Fermat’s Little Theorem gives a^(p-1)==a (mod p) if gcd(a, p)=1, where p is a prime. Therefore, we can calculate the modular inverse of a as a^(p-2), by fast exponentiation also.

We can calculate nCr in modulo p (p is a prime) very fast using Lucas’ Theorem. Lucas theorem basically suggests that the value of nCr can be computed by multiplying results of n(i)Cr(i) where n(i) and r(i) are individual same-positioned digits in base p representations of n and r respectively. This is very efficient when p is small and n, r is huge. We can precalculate the factorials and inverse of factorials modulo p by using the above code.

**6. Chinese Remainder Theorem<**

Two numbers (positive integers) a and b are relatively prime (prime to each other), if they have no common prime factors. The numbers m1, m2, ….mr, are pair wise relatively prime if any two distinct numbers in that collection, are relatively prime. Chinese remainder theorem says that given any r pair wise relatively prime numbers m1, m2, ….mr, and any numbers b1, b2, b3, ..br, we can always find a number M which leaves the remainders b1, b2, b3, ..br when it is divided by m1, m2, …mr respectively.

Let us solve x == r (mod mi), where mi are pairwise coprime.

(If they are not coprime, break them into prime powers, and if some are contradictory, there are no solutions.)

**7. Series and Sequences**

You just need to know some basics like :

• What is a series and does it converge to some value?

• Know about famous series like trigonometric, hyperbolic…etc

• How to calculate the finite limit of famous series like ( geometric series, harmonic series)

and basically the same thing for the sequences, you just need to know the basics.

(Trick: use OEIS site)

We sometimes land up in a situation when various coding problems can be simplified to a mathematical formula but often finding that formula isn’t that straightforward .Here comes, OEIS for rescue. We can calculate the terms for initial indices i.e n=0, 1, 2, 3, …….. and then may use OEIS to find the mathematical expression.

**8. Catalan Numbers**

Catalan numbers are a sequence of natural numbers that helps to solve many counting problem. Terms starting with n=0 are : 1, 1, 2, 5, 14, 42, 132, 429, 1430 ….and so on.

Questions based on catalan number may appear in many coding competitions. So it is always a plus point to know in depth about catalan number.

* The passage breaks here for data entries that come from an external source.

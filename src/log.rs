#![allow(unused, reason = "logger")]

macro_rules! info {
    ($($tt:tt)*) => {
        #[cfg(feature = "log")]
        ::log::info!($($tt)*);
        #[cfg(not(feature = "log"))]
        ::core::mem::drop(format_args!($($tt)*));
    };
}

macro_rules! debug {
    ($($tt:tt)*) => {
        #[cfg(feature = "log")]
        ::log::debug!($($tt)*);
        #[cfg(not(feature = "log"))]
        ::core::mem::drop(format_args!($($tt)*));
    };
}

macro_rules! warning {
    ($($tt:tt)*) => {
        #[cfg(feature = "log")]
        ::log::warn!($($tt)*);
        #[cfg(not(feature = "log"))]
        ::core::mem::drop(format_args!($($tt)*));
    };
}

macro_rules! error {
    ($($tt:tt)*) => {
        #[cfg(feature = "log")]
        ::log::error!($($tt)*);
        #[cfg(not(feature = "log"))]
        ::core::mem::drop(format_args!($($tt)*));
    };
}

pub(crate) use {info, debug, warning, error};
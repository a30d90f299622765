//! `User-Agent` and `Server`.
use super::{FormatError, HeaderReader, HeaderWriter, ParseError};
use crate::data::Product;

/// Read a space separated product list, e.g: `Mozilla/5.0 (X11; Linux x86_64) Firefox/96.0`.
///
/// A comment belongs to the product before it.
///
/// ```not_rust
/// product-list = 1*( product | comment )
/// product      = token ["/" product-version]
/// ```
pub fn read_products(value: &str) -> Result<Vec<Product>, ParseError> {
    let mut reader = HeaderReader::new(value);
    let mut products: Vec<Product> = Vec::new();

    loop {
        reader.skip_spaces();
        match reader.peek() {
            None => break,
            Some(b'(') => {
                let position = reader.position();
                let comment = reader.read_comment()?;
                let Some(product) = products.last_mut() else {
                    return Err(ParseError::new(super::ParseErrorKind::Malformed, position, Some(b'(')));
                };
                match &mut product.comment {
                    Some(existing) => {
                        existing.push(' ');
                        existing.push_str(&comment);
                    }
                    None => product.comment = Some(comment),
                }
            }
            Some(_) => {
                let Some(name) = reader.read_token() else {
                    return Err(reader.unexpected());
                };
                let mut product = Product::new(name);
                if reader.peek() == Some(b'/') {
                    reader.read();
                    match reader.read_token() {
                        Some(version) => product.version = Some(version.to_owned()),
                        None => return Err(reader.unexpected()),
                    }
                }
                products.push(product);
            }
        }
    }

    Ok(products)
}

/// Write a space separated product list.
pub fn write_products(products: &[Product]) -> Result<String, FormatError> {
    let mut writer = HeaderWriter::new();
    for product in products {
        if !writer.is_empty() {
            writer.append_char(' ');
        }
        writer.append_token(&product.name)?;
        if let Some(version) = &product.version {
            writer.append_char('/').append_token(version)?;
        }
        if let Some(comment) = &product.comment {
            writer.append_char(' ').append_comment(comment);
        }
    }
    Ok(writer.into_string())
}
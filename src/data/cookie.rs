/// Cookie sent by a client in the `Cookie` header.
#[derive(Clone, Debug, Default, PartialEq, Eq, Hash)]
pub struct Cookie {
    /// `0` for Netscape cookies, `1` for RFC 2109 cookies.
    pub version: u32,
    pub name: String,
    pub value: String,
    pub path: Option<String>,
    pub domain: Option<String>,
}

impl Cookie {
    /// Create new version 0 [`Cookie`].
    #[inline]
    pub fn new(name: impl Into<String>, value: impl Into<String>) -> Self {
        Self {
            version: 0,
            name: name.into(),
            value: value.into(),
            path: None,
            domain: None,
        }
    }

    #[inline]
    pub fn with_version(version: u32, name: impl Into<String>, value: impl Into<String>) -> Self {
        Self {
            version,
            ..Self::new(name, value)
        }
    }
}

/// Cookie set by a server in the `Set-Cookie` header.
#[derive(Clone, Debug, Default, PartialEq, Eq, Hash)]
pub struct CookieSetting {
    pub cookie: Cookie,
    pub comment: Option<String>,
    /// Lifetime in seconds, `None` for a session cookie, `0` to discard.
    pub max_age: Option<u64>,
    pub secure: bool,
    /// Not readable by client scripts, written as `HttpOnly`.
    pub access_restricted: bool,
}

impl CookieSetting {
    #[inline]
    pub fn new(name: impl Into<String>, value: impl Into<String>) -> Self {
        Self::from(Cookie::new(name, value))
    }

    #[inline]
    pub fn name(&self) -> &str {
        &self.cookie.name
    }

    #[inline]
    pub fn value(&self) -> &str {
        &self.cookie.value
    }
}

impl From<Cookie> for CookieSetting {
    #[inline]
    fn from(cookie: Cookie) -> Self {
        Self {
            cookie,
            ..Default::default()
        }
    }
}
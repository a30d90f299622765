use super::{
    AsHeaderName, Header, HeaderName, HeaderValue, IntoHeaderName,
    iter::{GetAll, Iter},
};

/// HTTP Headers Multimap.
///
/// Headers are kept in insertion order and the same name may appear multiple times. Lookup is
/// ASCII case-insensitive.
#[derive(Clone, Default, PartialEq, Eq)]
pub struct HeaderMap {
    fields: Vec<Header>,
}

impl HeaderMap {
    /// Create new empty [`HeaderMap`].
    ///
    /// This function does not allocate.
    #[inline]
    pub const fn new() -> Self {
        Self { fields: Vec::new() }
    }

    /// Create new empty [`HeaderMap`] with at least the specified capacity.
    #[inline]
    pub fn with_capacity(capacity: usize) -> Self {
        Self {
            fields: Vec::with_capacity(capacity),
        }
    }

    /// Returns the number of header fields, counting repeated names.
    #[inline]
    pub fn len(&self) -> usize {
        self.fields.len()
    }

    /// Returns `true` if headers has no element.
    #[inline]
    #[must_use]
    pub fn is_empty(&self) -> bool {
        self.fields.is_empty()
    }

    /// Returns header fields as slice.
    #[inline]
    pub fn fields(&self) -> &[Header] {
        &self.fields
    }
}

// ===== Lookup =====

impl HeaderMap {
    /// Returns `true` if the map contains a header value for given header name.
    #[inline]
    pub fn contains_key<K: AsHeaderName>(&self, name: K) -> bool {
        let name = name.as_header_str();
        self.fields.iter().any(|e| e.is(name))
    }

    /// Returns a reference to the first header value corresponding to the given header name.
    ///
    /// ```rust
    /// use headwork::headers::{standard::CONTENT_TYPE, HeaderMap, HeaderValue};
    ///
    /// let mut map = HeaderMap::new();
    /// map.insert(CONTENT_TYPE, HeaderValue::from_static("text/html"));
    /// assert_eq!(map.get("Content-Type").unwrap().as_str(), "text/html");
    /// ```
    #[inline]
    pub fn get<K: AsHeaderName>(&self, name: K) -> Option<&HeaderValue> {
        let name = name.as_header_str();
        self.fields.iter().find(|e| e.is(name)).map(Header::value)
    }

    /// Returns an iterator to all header values corresponding to the given header name.
    ///
    /// The iterator only borrows the map, `name` can be a temporary.
    pub fn get_all<K: AsHeaderName>(&self, name: K) -> GetAll<'_> {
        let name = name.as_header_str();
        match self.fields.iter().position(|e| e.is(name)) {
            Some(first) => GetAll::new(self.fields[first].name().as_str(), &self.fields[first..]),
            None => GetAll::new("", &[]),
        }
    }

    /// Returns all values of the given header name joined with `", "`.
    ///
    /// This is the combined field value of a multi-valued header, as if every occurence was
    /// written on a single line.
    pub fn get_joined<K: AsHeaderName>(&self, name: K) -> Option<String> {
        let name = name.as_header_str();
        let mut joined: Option<String> = None;
        for value in self.get_all(name) {
            match &mut joined {
                Some(joined) => {
                    joined.push_str(", ");
                    joined.push_str(value.as_str());
                }
                None => joined = Some(value.as_str().to_owned()),
            }
        }
        joined
    }

    /// Returns an iterator over headers as name and value pair.
    #[inline]
    pub fn iter(&self) -> Iter<'_> {
        Iter::new(&self.fields)
    }
}

// ===== Mutation =====

impl HeaderMap {
    /// Append header value, keeping existing values of the same name.
    #[inline]
    pub fn append<K: IntoHeaderName>(&mut self, name: K, value: HeaderValue) {
        self.fields.push(Header::new(name.into_header_name(), value));
    }

    /// Append a [`Header`].
    #[inline]
    pub fn push(&mut self, header: Header) {
        self.fields.push(header);
    }

    /// Insert header value, replacing every existing value of the same name.
    ///
    /// Returns the first replaced value, if any. The new value takes the position of the first
    /// replaced one.
    pub fn insert<K: IntoHeaderName>(&mut self, name: K, value: HeaderValue) -> Option<HeaderValue> {
        let name = name.into_header_name();
        match self.fields.iter().position(|e| e.name() == &name) {
            Some(index) => {
                let old = std::mem::replace(&mut self.fields[index], Header::new(name.clone(), value));
                let mut i = index + 1;
                while i < self.fields.len() {
                    if self.fields[i].name() == &name {
                        self.fields.remove(i);
                    } else {
                        i += 1;
                    }
                }
                Some(old.into_parts().1)
            }
            None => {
                self.fields.push(Header::new(name, value));
                None
            }
        }
    }

    /// Remove every value of the given header name.
    ///
    /// Returns the first removed value, if any.
    pub fn remove<K: AsHeaderName>(&mut self, name: K) -> Option<HeaderValue> {
        let name = name.as_header_str();
        let mut first = None;
        let mut i = 0;
        while i < self.fields.len() {
            if self.fields[i].is(name) {
                let (_, value) = self.fields.remove(i).into_parts();
                if first.is_none() {
                    first = Some(value);
                }
            } else {
                i += 1;
            }
        }
        first
    }

    /// Retains only the headers specified by the predicate.
    #[inline]
    pub fn retain<F: FnMut(&Header) -> bool>(&mut self, f: F) {
        self.fields.retain(f);
    }

    /// Clears the map, removing all headers.
    #[inline]
    pub fn clear(&mut self) {
        self.fields.clear();
    }
}

// ===== Traits =====

impl std::fmt::Debug for HeaderMap {
    fn fmt(&self, f: &mut std::fmt::Formatter<'_>) -> std::fmt::Result {
        f.debug_map()
            .entries(self.fields.iter().map(|e| (e.name().as_str(), e.value().as_str())))
            .finish()
    }
}

impl Extend<Header> for HeaderMap {
    fn extend<T: IntoIterator<Item = Header>>(&mut self, iter: T) {
        self.fields.extend(iter);
    }
}

impl Extend<(HeaderName, HeaderValue)> for HeaderMap {
    fn extend<T: IntoIterator<Item = (HeaderName, HeaderValue)>>(&mut self, iter: T) {
        self.fields
            .extend(iter.into_iter().map(|(name, value)| Header::new(name, value)));
    }
}

impl FromIterator<Header> for HeaderMap {
    fn from_iter<T: IntoIterator<Item = Header>>(iter: T) -> Self {
        Self {
            fields: iter.into_iter().collect(),
        }
    }
}

impl IntoIterator for HeaderMap {
    type Item = Header;

    type IntoIter = std::vec::IntoIter<Header>;

    #[inline]
    fn into_iter(self) -> Self::IntoIter {
        self.fields.into_iter()
    }
}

Catalan numbers find extensive applications in forming closed solutions to combinatorics problems. Some of the examples are:

1. The number of binary search trees that can be formed using 'n' nodes is the nth Catalan number.

2. The number of ways that a convex polygon of n+2 sides, can be cut into 2 or more triangles by joining any 2 edges is the nth Catalan number.

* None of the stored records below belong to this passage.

//! HTTP Header Multimap.
mod name;
mod value;
mod field;
mod map;
mod iter;
mod error;

pub use name::{HeaderName, AsHeaderName, IntoHeaderName, standard, MAX_HEADER_NAME_LEN};
pub use value::{HeaderValue, MAX_HEADER_VALUE_LEN};
pub use field::Header;
pub use map::HeaderMap;
pub use iter::{Iter, GetAll};
pub use error::HeaderError;

#[cfg(test)]
mod test;
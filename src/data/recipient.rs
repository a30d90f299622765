/// Intermediary recipient, as listed in the `Via` header.
#[derive(Clone, Debug, PartialEq, Eq, Hash)]
pub struct RecipientInfo {
    /// Received protocol, e.g: `1.1` or `HTTP/1.1`.
    pub protocol: String,
    /// Host with optional port, or pseudonym.
    pub name: String,
    pub comment: Option<String>,
}

impl RecipientInfo {
    #[inline]
    pub fn new(protocol: impl Into<String>, name: impl Into<String>) -> Self {
        Self {
            protocol: protocol.into(),
            name: name.into(),
            comment: None,
        }
    }
}
//! HTTP Protocol.
mod method;
mod status;

pub use method::{Method, InvalidMethod};
pub use status::StatusCode;
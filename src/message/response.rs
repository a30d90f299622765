use super::{Message, ServerInfo, delegate, message_fields};
use crate::data::{ChallengeRequest, CookieSetting, Dimensions, RetryAfter};
use crate::http::{Method, StatusCode};

/// Structured HTTP response.
#[derive(Clone, Debug, PartialEq)]
pub struct Response {
    pub message: Message,
    pub status: StatusCode,
    /// `Age` in seconds.
    pub age: Option<u64>,
    /// `Allow`.
    pub allowed_methods: Vec<Method>,
    /// `Location`.
    pub location_ref: Option<String>,
    /// `Retry-After`.
    pub retry_after: Option<RetryAfter>,
    /// `WWW-Authenticate`.
    pub challenge_requests: Vec<ChallengeRequest>,
    /// `Proxy-Authenticate`.
    pub proxy_challenge_requests: Vec<ChallengeRequest>,
    pub server_info: ServerInfo,
    /// `Vary`.
    pub dimensions: Dimensions,
    /// `Set-Cookie`.
    pub cookie_settings: Vec<CookieSetting>,
}

/// Constructor
impl Response {
    /// Create new [`Response`] with the given status.
    pub fn new(status: StatusCode) -> Self {
        Self {
            message: Message::new(),
            status,
            age: None,
            allowed_methods: Vec::new(),
            location_ref: None,
            retry_after: None,
            challenge_requests: Vec::new(),
            proxy_challenge_requests: Vec::new(),
            server_info: ServerInfo::new(),
            dimensions: Dimensions::new(),
            cookie_settings: Vec::new(),
        }
    }
}

impl Response {
    message_fields!();
}

impl Default for Response {
    #[inline]
    fn default() -> Self {
        Self::new(StatusCode::OK)
    }
}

3. The closed solution to the number of possible parantheses matching given 'n' pairs is the nth Catalan number.

**9. Pigeonhole Principle**

The pigeonhole principle is a powerful tool used in combinatorial maths. But the idea is simple and can be explained by the following peculiar problem. Imagine that 3 pigeons need to be placed into 2 pigeonholes. Can it be done? The answer is yes, but there is one catch. The catch is that no matter how the pigeons are placed, one of the pigeonholes must contain more than one pigeon.

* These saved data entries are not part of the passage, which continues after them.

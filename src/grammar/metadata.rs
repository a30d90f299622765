//! `Accept-*`, `Content-Type`, `Content-Encoding` and `Content-Language`.
use super::{FormatError, HeaderReader, HeaderWriter, ParseError, ParseErrorKind, ReadValue, WriteValue};
use crate::data::{ContentType, Encoding, Language, MediaType, Metadata, Parameter, Parameters, Preference};
use crate::matches;

#[derive(Clone, Copy, Debug, PartialEq, Eq)]
enum State {
    Name,
    ParameterName,
    ParameterValue,
}

/// Read `name *( ";" parameter )` up to a top level `,` or the end of the value.
///
/// Returns `Ok(None)` if the name is empty and no parameter follows.
fn read_metadata(reader: &mut HeaderReader<'_>) -> Result<Option<(String, Vec<Parameter>)>, ParseError> {
    let mut state = State::Name;
    let mut name = String::new();
    let mut param_name = String::new();
    let mut params = Vec::new();
    // a space was seen after a non empty name
    let mut ended = false;

    loop {
        let next = reader.read();
        match state {
            State::Name => match next {
                None => break,
                Some(b',') => {
                    reader.unread();
                    break;
                }
                Some(b';' | b'=') if name.is_empty() => {
                    reader.unread();
                    return Err(reader.error(ParseErrorKind::EmptyName));
                }
                Some(b';') => {
                    state = State::ParameterName;
                    ended = false;
                }
                Some(byte) if matches::is_space(byte) => ended = !name.is_empty(),
                Some(byte) if !ended && (matches::is_token(byte) || byte == b'/') => {
                    name.push(byte as char)
                }
                Some(_) => {
                    reader.unread();
                    return Err(reader.unexpected());
                }
            },
            State::ParameterName => match next {
                Some(b'=') if !param_name.is_empty() => {
                    state = State::ParameterValue;
                    ended = false;
                }
                None | Some(b',' | b';' | b'=') if param_name.is_empty() => {
                    reader.unread();
                    return Err(reader.error(ParseErrorKind::EmptyName));
                }
                None => {
                    params.push(Parameter::flag(std::mem::take(&mut param_name)));
                    break;
                }
                Some(b',') => {
                    params.push(Parameter::flag(std::mem::take(&mut param_name)));
                    reader.unread();
                    break;
                }
                Some(b';') => {
                    params.push(Parameter::flag(std::mem::take(&mut param_name)));
                    ended = false;
                }
                Some(byte) if matches::is_space(byte) => ended = !param_name.is_empty(),
                Some(byte) if !ended && matches::is_token(byte) => param_name.push(byte as char),
                Some(_) => {
                    reader.unread();
                    return Err(reader.unexpected());
                }
            },
            State::ParameterValue => {
                reader.unread();
                let value = reader.read_parameter_value()?;
                params.push(Parameter::new(std::mem::take(&mut param_name), value));
                reader.skip_spaces();
                match reader.read() {
                    None => break,
                    Some(b';') => state = State::ParameterName,
                    Some(b',') => {
                        reader.unread();
                        break;
                    }
                    Some(_) => {
                        reader.unread();
                        return Err(reader.unexpected());
                    }
                }
            }
        }
    }

    if name.is_empty() {
        Ok(None)
    } else {
        Ok(Some((name, params)))
    }
}

/// qvalue = ( "0" [ "." 0*3DIGIT ] ) | ( "1" [ "." 0*3("0") ] )
///
/// More than three decimals are tolerated.
pub(crate) fn parse_quality(value: &str) -> Option<f32> {
    let mut dots = 0;
    for byte in value.bytes() {
        match byte {
            b'.' => dots += 1,
            b'0'..=b'9' => {}
            _ => return None,
        }
    }
    if value.is_empty() || dots > 1 || value.starts_with('.') {
        return None;
    }
    let quality: f32 = value.parse().ok()?;
    (0.0..=1.0).contains(&quality).then_some(quality)
}

// ===== Preference =====

impl<T: Metadata> ReadValue for Preference<T> {
    /// Parameters before `q` belong to the metadata, the ones after are accept-extensions of the
    /// preference.
    fn read_value(reader: &mut HeaderReader<'_>) -> Result<Option<Self>, ParseError> {
        let Some((name, params)) = read_metadata(reader)? else {
            return Ok(None);
        };

        let mut quality = None;
        let mut metadata_params = Parameters::new();
        let mut extensions = Parameters::new();

        for param in params {
            if quality.is_none() && param.name.eq_ignore_ascii_case("q") {
                let value = param.value.as_deref().unwrap_or_default();
                match parse_quality(value) {
                    Some(q) => quality = Some(q),
                    None => return Err(reader.error(ParseErrorKind::InvalidQuality)),
                }
            } else if quality.is_some() {
                extensions.push(param);
            } else {
                metadata_params.push(param);
            }
        }

        let metadata = T::with_parameters(&name, metadata_params);
        let mut preference = Preference::with_quality(metadata, quality.unwrap_or(1.0));
        *preference.parameters_mut() = extensions;
        Ok(Some(preference))
    }
}

impl<T: Metadata> WriteValue for Preference<T> {
    fn write_value(&self, writer: &mut HeaderWriter) -> Result<(), FormatError> {
        let metadata = self.metadata();
        if metadata.name().is_empty() {
            return Err(FormatError::EmptyName);
        }
        writer.append(metadata.name());

        if let Some(params) = metadata.parameters() {
            for param in params {
                writer.append_char(';').append_parameter(param)?;
            }
        }

        if self.quality() < 1.0 {
            writer.append(";q=").append_quality(self.quality());
        }

        for param in self.parameters() {
            writer.append_char(';').append_parameter(param)?;
        }

        Ok(())
    }
}

// ===== Content-Type =====

impl ReadValue for ContentType {
    fn read_value(reader: &mut HeaderReader<'_>) -> Result<Option<Self>, ParseError> {
        let Some((name, params)) = read_metadata(reader)? else {
            return Ok(None);
        };
        let media_type = MediaType::with_parameters(&name, params.into_iter().collect());
        Ok(Some(ContentType::new(media_type, None)))
    }
}

impl WriteValue for ContentType {
    fn write_value(&self, writer: &mut HeaderWriter) -> Result<(), FormatError> {
        let name = self.media_type.name();
        if name.is_empty() {
            return Err(FormatError::EmptyName);
        }
        writer.append(name).append_parameters(self.media_type.parameters())?;
        if let Some(charset) = &self.character_set {
            writer
                .append_parameter_separator()
                .append("charset=")
                .append_value(charset.name());
        }
        Ok(())
    }
}

// ===== Metadata lists =====

impl ReadValue for Encoding {
    fn read_value(reader: &mut HeaderReader<'_>) -> Result<Option<Self>, ParseError> {
        reader.skip_spaces();
        Ok(reader.read_token().map(Encoding::from_name))
    }

    /// `identity` is implied and never listed.
    fn can_add(&self, values: &[Self]) -> bool {
        *self != Encoding::IDENTITY && !values.contains(self)
    }
}

impl WriteValue for Encoding {
    fn write_value(&self, writer: &mut HeaderWriter) -> Result<(), FormatError> {
        writer.append_token(self.name())?;
        Ok(())
    }
}

impl ReadValue for Language {
    fn read_value(reader: &mut HeaderReader<'_>) -> Result<Option<Self>, ParseError> {
        reader.skip_spaces();
        Ok(reader.read_token().map(Language::from_name))
    }
}

impl WriteValue for Language {
    fn write_value(&self, writer: &mut HeaderWriter) -> Result<(), FormatError> {
        writer.append_token(self.name())?;
        Ok(())
    }
}
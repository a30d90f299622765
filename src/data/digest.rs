use bytes::Bytes;

/// Digest value computed with a named algorithm.
///
/// Two digests are equal only if both the algorithm and the bytes are equal.
#[derive(Clone, Debug, PartialEq, Eq, Hash)]
pub struct Digest {
    algorithm: String,
    value: Bytes,
}

impl Digest {
    pub const MD5: &'static str = "MD5";
    pub const SHA_1: &'static str = "SHA-1";
    pub const SHA_256: &'static str = "SHA-256";

    #[inline]
    pub fn new(algorithm: impl Into<String>, value: impl Into<Bytes>) -> Self {
        Self {
            algorithm: algorithm.into(),
            value: value.into(),
        }
    }

    /// Create new MD5 [`Digest`], as carried by `Content-MD5`.
    #[inline]
    pub fn md5(value: impl Into<Bytes>) -> Self {
        Self::new(Self::MD5, value)
    }

    #[inline]
    pub fn algorithm(&self) -> &str {
        &self.algorithm
    }

    #[inline]
    pub fn value(&self) -> &Bytes {
        &self.value
    }
}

The logic can be generalized for larger numbers. The pigeonhole principle states that if more than n pigeons are placed into n pigeonholes, some pigeonhole must contain more than one pigeon. While the principle is evident, its implications are astounding.

For example consider this statement “If you pick five numbers from the integers 1 to 8, then two of them must add up to nine.”

Explanation: Every number can be paired with another to sum to nine. In all, there are four such pairs: the numbers 1 and 8, 2 and 7, 3 and 6, and lastly 4 and 5.Each of the five numbers belongs to one of those four pairs. By the pigeonhole principle, two of the numbers must be from the same pair–which by construction sums to 9.

**10. Inclusion Exclusion Principle**

Inclusion Exclusion principle is a very basic theorem of counting and many problems in various programming contests are based on it, a formal explanation of inclusion exclusion principle goes as follows:

Consider A as a collection of objects and |A| as the number of objects in A and similarly for B, then the cardinality of collection of objects of both sets A and B ( when both A and B are disjoint) can be stated as (for 2 finite sets) :

|AUB| = |A| + |B|

But what if the sets are not disjoint?

Then we need to subtract the common objects counted twice while calculating the cardinality of both A and B and new form will become:

|AUB| = |A| + |B| – |A ∩ B|

This is the most basic form of inclusion-exclusion principle.

But what is there are more than 2 sets, let`s say n sets.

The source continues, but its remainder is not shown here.